Task prompt → Each record below needs to be written out exactly as it appears.

___ Exercise inputs

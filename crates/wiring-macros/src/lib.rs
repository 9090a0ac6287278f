// Copyright 2025 eraflo
//
// Licensed under the Apache License, Version 2.0 (the "License");
// you may not use this file except in compliance with the License.
// You may obtain a copy of the License at
//
//     http://www.apache.org/licenses/LICENSE-2.0
//
// Unless required by applicable law or agreed to in writing, software
// distributed under the License is distributed on an "AS IS" BASIS,
// WITHOUT WARRANTIES OR CONDITIONS OF ANY KIND, either express or implied.
// See the License for the specific language governing permissions and
// limitations under the License.

//! This crate provides procedural macros for `wiring`.

use proc_macro::TokenStream;
use proc_macro2::TokenStream as TokenStream2;
use quote::quote;
use syn::spanned::Spanned;
use syn::{
    parse_macro_input, Data, DeriveInput, Field, Fields, GenericArgument, Path, PathArguments, Type,
};

/// A derive macro that turns a struct into a discoverable component.
///
/// It implements `wiring::Injectable` and submits a `wiring::Registration`
/// so that a scan of the struct's module finds it.
///
/// * Every field must be an `Arc<T>`; it becomes a dependency on `T`, in
///   field order.
/// * A field marked `#[component(default)]` is filled with
///   `Default::default()` instead and is not a dependency.
/// * `#[component(marker = path::ToMarker)]` on the struct picks the marker
///   (`wiring::Component` otherwise).
#[proc_macro_derive(Component, attributes(component))]
pub fn derive_component(input: TokenStream) -> TokenStream {
    // Parse the input tokens into a syntax tree.
    let input = parse_macro_input!(input as DeriveInput);

    expand(&input)
        .unwrap_or_else(syn::Error::into_compile_error)
        .into()
}

fn expand(input: &DeriveInput) -> syn::Result<TokenStream2> {
    let name = &input.ident;

    // Registrations are statics, so the type must be concrete.
    if !input.generics.params.is_empty() {
        return Err(syn::Error::new(
            input.generics.span(),
            "generic structs cannot be components",
        ));
    }

    let fields = match &input.data {
        Data::Struct(data) => &data.fields,
        _ => {
            return Err(syn::Error::new(
                name.span(),
                "only structs can derive `Component`",
            ))
        }
    };

    let marker = marker_of(input)?;

    let mut dependencies = Vec::new();
    let mut values = Vec::new();
    for field in fields.iter() {
        if is_default(field)? {
            values.push(quote! { ::core::default::Default::default() });
            continue;
        }
        let dependency = arc_target(&field.ty).ok_or_else(|| {
            syn::Error::new(
                field.ty.span(),
                "component fields must be `Arc<T>` or marked `#[component(default)]`",
            )
        })?;
        dependencies.push(quote! { ::wiring::TypeKey::of::<#dependency>() });
        values.push(quote! { deps.take::<#dependency>()? });
    }

    let body = match fields {
        Fields::Named(named) => {
            let idents = named.named.iter().map(|field| &field.ident);
            quote! { Self { #(#idents: #values),* } }
        }
        Fields::Unnamed(_) => quote! { Self(#(#values),*) },
        Fields::Unit => quote! { Self },
    };

    Ok(quote! {
        impl ::wiring::Injectable for #name {
            fn dependencies() -> ::std::vec::Vec<::wiring::TypeKey> {
                ::std::vec![#(#dependencies),*]
            }

            #[allow(unused_variables)]
            fn construct(
                deps: &mut ::wiring::Dependencies<'_>,
            ) -> ::core::result::Result<Self, ::wiring::BoxError> {
                ::core::result::Result::Ok(#body)
            }
        }

        ::wiring::inventory::submit! {
            ::wiring::Registration::new::<#name, #marker>(::core::module_path!())
        }
    })
}

/// Reads `#[component(marker = ...)]` from the struct attributes.
fn marker_of(input: &DeriveInput) -> syn::Result<TokenStream2> {
    let mut marker: Option<Path> = None;
    for attr in &input.attrs {
        if !attr.path().is_ident("component") {
            continue;
        }
        attr.parse_nested_meta(|meta| {
            if meta.path.is_ident("marker") {
                marker = Some(meta.value()?.parse()?);
                Ok(())
            } else {
                Err(meta.error("expected `marker = <type>`"))
            }
        })?;
    }

    Ok(match marker {
        Some(path) => quote! { #path },
        None => quote! { ::wiring::Component },
    })
}

/// Returns `true` for fields marked `#[component(default)]`.
fn is_default(field: &Field) -> syn::Result<bool> {
    let mut default = false;
    for attr in &field.attrs {
        if !attr.path().is_ident("component") {
            continue;
        }
        attr.parse_nested_meta(|meta| {
            if meta.path.is_ident("default") {
                default = true;
                Ok(())
            } else {
                Err(meta.error("expected `default`"))
            }
        })?;
    }
    Ok(default)
}

/// Extracts `T` from `Arc<T>` (under any path ending in `Arc`).
fn arc_target(ty: &Type) -> Option<&Type> {
    let Type::Path(type_path) = ty else {
        return None;
    };
    if type_path.qself.is_some() {
        return None;
    }
    let segment = type_path.path.segments.last()?;
    if segment.ident != "Arc" {
        return None;
    }
    let PathArguments::AngleBracketed(arguments) = &segment.arguments else {
        return None;
    };
    match arguments.args.first() {
        Some(GenericArgument::Type(inner)) if arguments.args.len() == 1 => Some(inner),
        _ => None,
    }
}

______

Your response →
filename crates/wiring-macros/src/lib.rs
repository 9090a0ac6287278f
// Copyright 2025 eraflo
//
// Licensed under the Apache License, Version 2.0 (the "License");
// you may not use this file except in compliance with the License.
// You may obtain a copy of the License at
//
//     http://www.apache.org/licenses/LICENSE-2.0
//
// Unless required by applicable law or agreed to in writing, software
// distributed under the License is distributed on an "AS IS" BASIS,
// WITHOUT WARRANTIES OR CONDITIONS OF ANY KIND, either express or implied.
// See the License for the specific language governing permissions and
// limitations under the License.

//! This crate provides procedural macros for `wiring`.

use proc_macro::TokenStream;
use proc_macro2::TokenStream as TokenStream2;
use quote::quote;
use syn::spanned::Spanned;
use syn::{
    parse_macro_input, Data, DeriveInput, Field, Fields, GenericArgument, Path, PathArguments, Type,
};

/// A derive macro that turns a struct into a discoverable component.
///
/// It implements `wiring::Injectable` and submits a `wiring::Registration`
/// so that a scan of the struct's module finds it.
///
/// * Every field must be an `Arc<T>`; it becomes a dependency on `T`, in
///   field order.
/// * A field marked `#[component(default)]` is filled with
///   `Default::default()` instead and is not a dependency.
/// * `#[component(marker = path::ToMarker)]` on the struct picks the marker
///   (`wiring::Component` otherwise).
#[proc_macro_derive(Component, attributes(component))]
pub fn derive_component(input: TokenStream) -> TokenStream {
    // Parse the input tokens into a syntax tree.
    let input = parse_macro_input!(input as DeriveInput);

    expand(&input)
        .unwrap_or_else(syn::Error::into_compile_error)
        .into()
}

fn expand(input: &DeriveInput) -> syn::Result<TokenStream2> {
    let name = &input.ident;

    // Registrations are statics, so the type must be concrete.
    if !input.generics.params.is_empty() {
        return Err(syn::Error::new(
            input.generics.span(),
            "generic structs cannot be components",
        ));
    }

    let fields = match &input.data {
        Data::Struct(data) => &data.fields,
        _ => {
            return Err(syn::Error::new(
                name.span(),
                "only structs can derive `Component`",
            ))
        }
    };

    let marker = marker_of(input)?;

    let mut dependencies = Vec::new();
    let mut values = Vec::new();
    for field in fields.iter() {
        if is_default(field)? {
            values.push(quote! { ::core::default::Default::default() });
            continue;
        }
        let dependency = arc_target(&field.ty).ok_or_else(|| {
            syn::Error::new(
                field.ty.span(),
                "component fields must be `Arc<T>` or marked `#[component(default)]`",
            )
        })?;
        dependencies.push(quote! { ::wiring::TypeKey::of::<#dependency>() });
        values.push(quote! { deps.take::<#dependency>()? });
    }

    let body = match fields {
        Fields::Named(named) => {
            let idents = named.named.iter().map(|field| &field.ident);
            quote! { Self { #(#idents: #values),* } }
        }
        Fields::Unnamed(_) => quote! { Self(#(#values),*) },
        Fields::Unit => quote! { Self },
    };

    Ok(quote! {
        impl ::wiring::Injectable for #name {
            fn dependencies() -> ::std::vec::Vec<::wiring::TypeKey> {
                ::std::vec![#(#dependencies),*]
            }

            #[allow(unused_variables)]
            fn construct(
                deps: &mut ::wiring::Dependencies<'_>,
            ) -> ::core::result::Result<Self, ::wiring::BoxError> {
                ::core::result::Result::Ok(#body)
            }
        }

        ::wiring::inventory::submit! {
            ::wiring::Registration::new::<#name, #marker>(::core::module_path!())
        }
    })
}

/// Reads `#[component(marker = ...)]` from the struct attributes.
fn marker_of(input: &DeriveInput) -> syn::Result<TokenStream2> {
    let mut marker: Option<Path> = None;
    for attr in &input.attrs {
        if !attr.path().is_ident("component") {
            continue;
        }
        attr.parse_nested_meta(|meta| {
            if meta.path.is_ident("marker") {
                marker = Some(meta.value()?.parse()?);
                Ok(())
            } else {
                Err(meta.error("expected `marker = <type>`"))
            }
        })?;
    }

    Ok(match marker {
        Some(path) => quote! { #path },
        None => quote! { ::wiring::Component },
    })
}

/// Returns `true` for fields marked `#[component(default)]`.
fn is_default(field: &Field) -> syn::Result<bool> {
    let mut default = false;
    for attr in &field.attrs {
        if !attr.path().is_ident("component") {
            continue;
        }
        attr.parse_nested_meta(|meta| {
            if meta.path.is_ident("default") {
                default = true;
                Ok(())
            } else {
                Err(meta.error("expected `default`"))
            }
        })?;
    }
    Ok(default)
}

/// Extracts `T` from `Arc<T>` (under any path ending in `Arc`).
fn arc_target(ty: &Type) -> Option<&Type> {
    let Type::Path(type_path) = ty else {
        return None;
    };
    if type_path.qself.is_some() {
        return None;
    }
    let segment = type_path.path.segments.last()?;
    if segment.ident != "Arc" {
        return None;
    }
    let PathArguments::AngleBracketed(arguments) = &segment.arguments else {
        return None;
    };
    match arguments.args.first() {
        Some(GenericArgument::Type(inner)) if arguments.args.len() == 1 => Some(inner),
        _ => None,
    }
}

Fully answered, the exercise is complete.